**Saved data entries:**

_ _ _ _

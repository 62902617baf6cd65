//! Deterministic PRNG for simulation use (placement draws, etc.).
//!
//! Uses the SplitMix64 algorithm: fast, 8 bytes of state, excellent
//! statistical properties, and trivially serializable for snapshots.


/// Source of uniformly distributed integers. Injected into anything that
/// needs randomness so tests can pin the sequence.
pub trait RandomSource {
    /// Uniform integer in `[min, max)`. Returns `min` when the range is empty.
    fn next_int(&mut self, min: i32, max: i32) -> i32;
}

/// SplitMix64 pseudo-random number generator.
///
/// Deterministic across platforms.
#[derive(Debug, Clone, PartialEq, Eq, serde::Serialize, serde::Deserialize)]
pub struct SimRng {
    state: u64,
}

impl SimRng {
    /// Create a new RNG with the given seed.
    pub fn new(seed: u64) -> Self {
        Self { state: seed }
    }

    /// Generate the next `u64` in the sequence.
    pub fn next_u64(&mut self) -> u64 {
        self.state = self.state.wrapping_add(0x9E37_79B9_7F4A_7C15);
        let mut z = self.state;
        z = (z ^ (z >> 30)).wrapping_mul(0xBF58_476D_1CE4_E5B9);
        z = (z ^ (z >> 27)).wrapping_mul(0x94D0_49BB_1331_11EB);
        z ^ (z >> 31)
    }

    /// Uniform `u64` in `[0, bound)` without modulo bias. `bound` must be > 0.
    fn below(&mut self, bound: u64) -> u64 {
        // Reject the tail that would make `% bound` uneven.
        let zone = u64::MAX - (u64::MAX % bound);
        loop {
            let r = self.next_u64();
            if r < zone {
                return r % bound;
            }
        }
    }

    /// Get the internal state (for hashing/serialization).
    pub fn state(&self) -> u64 {
        self.state
    }
}

impl RandomSource for SimRng {
    fn next_int(&mut self, min: i32, max: i32) -> i32 {
        if max <= min {
            return min;
        }
        let span = (i64::from(max) - i64::from(min)) as u64;
        (i64::from(min) + self.below(span) as i64) as i32
    }
}

#[cfg(test)]
mod tests {
    use super::*;

    #[test]
    fn deterministic() {
        let mut a = SimRng::new(42);
        let mut b = SimRng::new(42);
        for _ in 0..100 {
            assert_eq!(a.next_u64(), b.next_u64());
        }
    }

    #[test]
    fn different_seeds_differ() {
        let mut a = SimRng::new(1);
        let mut b = SimRng::new(2);
        assert_ne!(a.next_u64(), b.next_u64());
    }

    #[test]
    fn next_int_stays_in_half_open_range() {
        let mut rng = SimRng::new(7);
        for _ in 0..10_000 {
            let v = rng.next_int(-3, 4);
            assert!((-3..4).contains(&v), "got {v}");
        }
    }

    #[test]
    fn next_int_hits_every_value() {
        let mut rng = SimRng::new(99);
        let mut seen = [false; 5];
        for _ in 0..1_000 {
            seen[rng.next_int(10, 15) as usize - 10] = true;
        }
        assert!(seen.iter().all(|s| *s));
    }

    #[test]
    fn next_int_empty_range_returns_min() {
        let mut rng = SimRng::new(5);
        assert_eq!(rng.next_int(8, 8), 8);
        assert_eq!(rng.next_int(8, 2), 8);
    }

    #[test]
    fn next_int_full_i32_range() {
        let mut rng = SimRng::new(11);
        for _ in 0..100 {
            let _ = rng.next_int(i32::MIN, i32::MAX);
        }
    }

    #[test]
    fn next_int_roughly_uniform() {
        let mut rng = SimRng::new(12345);
        let mut counts = [0u32; 4];
        for _ in 0..8_000 {
            counts[rng.next_int(0, 4) as usize] += 1;
        }
        // Expect ~2000 each; very generous tolerance.
        for c in counts {
            assert!((1_600..=2_400).contains(&c), "expected ~2000, got {c}");
        }
    }

    #[test]
    fn serialization_round_trip() {
        let mut rng = SimRng::new(42);
        for _ in 0..50 {
            rng.next_u64();
        }

        let json = serde_json::to_string(&rng).unwrap();
        let mut restored: SimRng = serde_json::from_str(&json).unwrap();
        assert_eq!(rng, restored);
        for _ in 0..10 {
            assert_eq!(rng.next_u64(), restored.next_u64());
        }
    }
}
//! Cargo gift dispatch.
//!
//! A gift rule names a manifest of products the station receives for free.
//! The dispatcher feeds that manifest into the cargo order book one batch
//! per interval, always leaving a few order slots free for real requests.

use std::collections::BTreeMap;

use riftworks_core::clock::Unpaused;
use riftworks_core::fixed::{DEFAULT_TICKS_PER_SECOND, Ticks, seconds_to_ticks};
use serde::{Deserialize, Serialize};

/// Seconds between dispatch attempts.
pub const DEFAULT_GIFT_INTERVAL_SECONDS: f64 = 10.0;

/// Configuration of one gift event.
#[derive(Debug, Clone, PartialEq, Eq, Serialize, Deserialize)]
#[serde(default)]
pub struct GiftRule {
    /// What is being sent.
    pub description: String,
    pub sender: String,
    /// Recipient on the station.
    pub care_of: String,
    /// Product id to quantity.
    pub gifts: BTreeMap<String, u32>,
    /// Order slots that must stay free for regular orders.
    pub order_space_to_leave: u32,
    /// Ticks between dispatch attempts.
    pub interval: Ticks,
}

impl Default for GiftRule {
    fn default() -> Self {
        Self {
            description: "A bundle of gifts".to_string(),
            sender: "NanoTrasen".to_string(),
            care_of: "The Cargo Dept.".to_string(),
            gifts: BTreeMap::new(),
            order_space_to_leave: 5,
            interval: seconds_to_ticks(DEFAULT_GIFT_INTERVAL_SECONDS, DEFAULT_TICKS_PER_SECOND),
        }
    }
}

/// A pre-approved order placed on behalf of a gift rule.
#[derive(Debug, Clone, PartialEq, Eq, Serialize, Deserialize)]
pub struct GiftOrder {
    pub product: String,
    pub quantity: u32,
    pub description: String,
    pub sender: String,
    pub care_of: String,
}

/// The cargo order book gifts are placed into.
pub trait OrderBook {
    /// Order slots currently free.
    fn free_slots(&self) -> u32;

    /// Add and approve an order. Returns false if the book refused it.
    fn try_add_order(&mut self, order: GiftOrder) -> bool;
}

/// A bounded in-memory order book.
#[derive(Debug, Clone, Default, PartialEq, Eq, Serialize, Deserialize)]
pub struct OrderDatabase {
    capacity: u32,
    orders: Vec<GiftOrder>,
}

impl OrderDatabase {
    pub fn new(capacity: u32) -> Self {
        Self {
            capacity,
            orders: Vec::new(),
        }
    }

    pub fn orders(&self) -> &[GiftOrder] {
        &self.orders
    }

    /// Remove an order once it has been fulfilled.
    pub fn fulfil(&mut self, product: &str) -> Option<GiftOrder> {
        let index = self.orders.iter().position(|o| o.product == product)?;
        Some(self.orders.remove(index))
    }
}

impl OrderBook for OrderDatabase {
    fn free_slots(&self) -> u32 {
        let used = u32::try_from(self.orders.len()).unwrap_or(u32::MAX);
        self.capacity.saturating_sub(used)
    }

    fn try_add_order(&mut self, order: GiftOrder) -> bool {
        if self.free_slots() == 0 {
            return false;
        }
        self.orders.push(order);
        true
    }
}

/// Outcome of one [`GiftDispatcher::tick`].
#[derive(Debug, Clone, PartialEq, Eq)]
pub enum GiftTick {
    /// The interval has not elapsed yet.
    Waiting,
    /// Orders placed this tick; gifts remain.
    Dispatched(Vec<GiftOrder>),
    /// The manifest is empty. Carries the final batch, possibly empty.
    Finished(Vec<GiftOrder>),
}

/// Drives one gift rule against an order book.
#[derive(Debug, Clone, PartialEq, Eq, Serialize, Deserialize)]
pub struct GiftDispatcher {
    rule: GiftRule,
    remaining: BTreeMap<String, u32>,
    next_dispatch: Ticks,
    last_unpause: u64,
}

impl GiftDispatcher {
    /// Start dispatching at `now`; the first batch goes out one interval
    /// later.
    pub fn new(rule: GiftRule, now: Ticks) -> Self {
        Self {
            remaining: rule.gifts.clone(),
            next_dispatch: now.saturating_add(rule.interval),
            rule,
            last_unpause: 0,
        }
    }

    pub fn rule(&self) -> &GiftRule {
        &self.rule
    }

    /// Gifts not yet placed.
    pub fn remaining(&self) -> &BTreeMap<String, u32> {
        &self.remaining
    }

    pub fn next_dispatch(&self) -> Ticks {
        self.next_dispatch
    }

    pub fn is_finished(&self) -> bool {
        self.remaining.is_empty()
    }

    /// Place as many remaining gifts as the order book allows while keeping
    /// `order_space_to_leave` slots free. Gifts go out in product order.
    pub fn tick(&mut self, now: Ticks, orders: &mut dyn OrderBook) -> GiftTick {
        if self.remaining.is_empty() {
            return GiftTick::Finished(Vec::new());
        }
        if now < self.next_dispatch {
            return GiftTick::Waiting;
        }
        self.next_dispatch = now.saturating_add(self.rule.interval);

        let mut placed = Vec::new();
        while let Some((product, &quantity)) = self.remaining.first_key_value() {
            if orders.free_slots() <= self.rule.order_space_to_leave {
                tracing::debug!(remaining = self.remaining.len(), "order book full, holding gifts");
                break;
            }
            let order = GiftOrder {
                product: product.clone(),
                quantity,
                description: self.rule.description.clone(),
                sender: self.rule.sender.clone(),
                care_of: self.rule.care_of.clone(),
            };
            if !orders.try_add_order(order.clone()) {
                tracing::warn!(product = %order.product, "order book refused gift");
                break;
            }
            self.remaining.remove(&order.product);
            placed.push(order);
        }

        if self.remaining.is_empty() {
            tracing::info!(sender = %self.rule.sender, "all gifts dispatched");
            GiftTick::Finished(placed)
        } else {
            GiftTick::Dispatched(placed)
        }
    }

    /// Shift the next dispatch forward by the paused duration, once per
    /// report sequence.
    pub fn on_unpaused(&mut self, report: Unpaused) -> bool {
        if report.sequence <= self.last_unpause {
            return false;
        }
        self.last_unpause = report.sequence;
        self.next_dispatch = self.next_dispatch.saturating_add(report.paused_for);
        true
    }
}
//! Serde data file structs for station content definitions.
//!
//! These structs define the on-disk format for generators, gift rules and
//! placement settings. Durations are written in seconds and converted to
//! ticks by the loader.

use std::collections::BTreeMap;

use riftworks_spatial::DEFAULT_MAX_ATTEMPTS;
use serde::Deserialize;

// ===========================================================================
// Generators
// ===========================================================================

/// An anomaly generator definition in a data file.
#[derive(Debug, Clone, Deserialize)]
pub struct GeneratorData {
    pub name: String,
    #[serde(default = "default_material")]
    pub required_material: String,
    #[serde(default = "default_material_per_production")]
    pub material_per_production: u32,
    #[serde(default = "default_generation_seconds")]
    pub generation_seconds: f64,
    #[serde(default = "default_cooldown_seconds")]
    pub cooldown_seconds: f64,
    #[serde(default = "default_spawner")]
    pub spawner_prototype: String,
    #[serde(default = "default_channel")]
    pub broadcast_channel: String,
    #[serde(default = "default_announcement")]
    pub announcement: String,
    #[serde(default = "default_generating_sound")]
    pub generating_sound: String,
    #[serde(default = "default_finished_sound")]
    pub finished_sound: String,
}

fn default_material() -> String {
    "Plasma".to_string()
}

fn default_material_per_production() -> u32 {
    1500
}

fn default_generation_seconds() -> f64 {
    8.0
}

fn default_cooldown_seconds() -> f64 {
    300.0
}

fn default_spawner() -> String {
    "RandomAnomalySpawner".to_string()
}

fn default_channel() -> String {
    "Science".to_string()
}

fn default_announcement() -> String {
    "The anomaly generator has finished generating.".to_string()
}

fn default_generating_sound() -> String {
    "anomaly_generate".to_string()
}

fn default_finished_sound() -> String {
    "anomaly_generate_finished".to_string()
}

// ===========================================================================
// Gifts
// ===========================================================================

/// A cargo gift rule in a data file.
#[derive(Debug, Clone, Deserialize)]
pub struct GiftRuleData {
    pub name: String,
    #[serde(default = "default_description", alias = "descr")]
    pub description: String,
    #[serde(default = "default_sender")]
    pub sender: String,
    #[serde(default = "default_care_of", alias = "careof")]
    pub care_of: String,
    /// Product id to quantity.
    pub gifts: BTreeMap<String, u32>,
    #[serde(default = "default_order_space")]
    pub order_space_to_leave: u32,
    #[serde(default = "default_gift_seconds", alias = "time_until_next_gifts")]
    pub seconds_between_gifts: f64,
}

fn default_description() -> String {
    "A bundle of gifts".to_string()
}

fn default_sender() -> String {
    "NanoTrasen".to_string()
}

fn default_care_of() -> String {
    "The Cargo Dept.".to_string()
}

fn default_order_space() -> u32 {
    5
}

fn default_gift_seconds() -> f64 {
    10.0
}

// ===========================================================================
// Placement
// ===========================================================================

/// Placement search settings in a data file.
#[derive(Debug, Clone, Deserialize)]
pub struct PlacementData {
    #[serde(default = "default_max_attempts")]
    pub max_attempts: u32,
    /// Factor applied to the spawn grid's bounds before searching.
    #[serde(default = "default_bounds_scale")]
    pub grid_bounds_scale: f64,
}

impl Default for PlacementData {
    fn default() -> Self {
        Self {
            max_attempts: default_max_attempts(),
            grid_bounds_scale: default_bounds_scale(),
        }
    }
}

fn default_max_attempts() -> u32 {
    DEFAULT_MAX_ATTEMPTS
}

fn default_bounds_scale() -> f64 {
    1.0
}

_ _ _ _

**Exercise aim:** Repeat the entries verbatim through the line with "z = (z ^ (z >> 30)).wrapping_mul(0xBF58_476D_1CE4_E5B9);".

**Written response:**
repository 62902617baf6cd65
//! Deterministic PRNG for simulation use (placement draws, etc.).
//!
//! Uses the SplitMix64 algorithm: fast, 8 bytes of state, excellent
//! statistical properties, and trivially serializable for snapshots.


/// Source of uniformly distributed integers. Injected into anything that
/// needs randomness so tests can pin the sequence.
pub trait RandomSource {
    /// Uniform integer in `[min, max)`. Returns `min` when the range is empty.
    fn next_int(&mut self, min: i32, max: i32) -> i32;
}

/// SplitMix64 pseudo-random number generator.
///
/// Deterministic across platforms.
#[derive(Debug, Clone, PartialEq, Eq, serde::Serialize, serde::Deserialize)]
pub struct SimRng {
    state: u64,
}

impl SimRng {
    /// Create a new RNG with the given seed.
    pub fn new(seed: u64) -> Self {
        Self { state: seed }
    }

    /// Generate the next `u64` in the sequence.
    pub fn next_u64(&mut self) -> u64 {
        self.state = self.state.wrapping_add(0x9E37_79B9_7F4A_7C15);
        let mut z = self.state;
        z = (z ^ (z >> 30)).wrapping_mul(0xBF58_476D_1CE4_E5B9);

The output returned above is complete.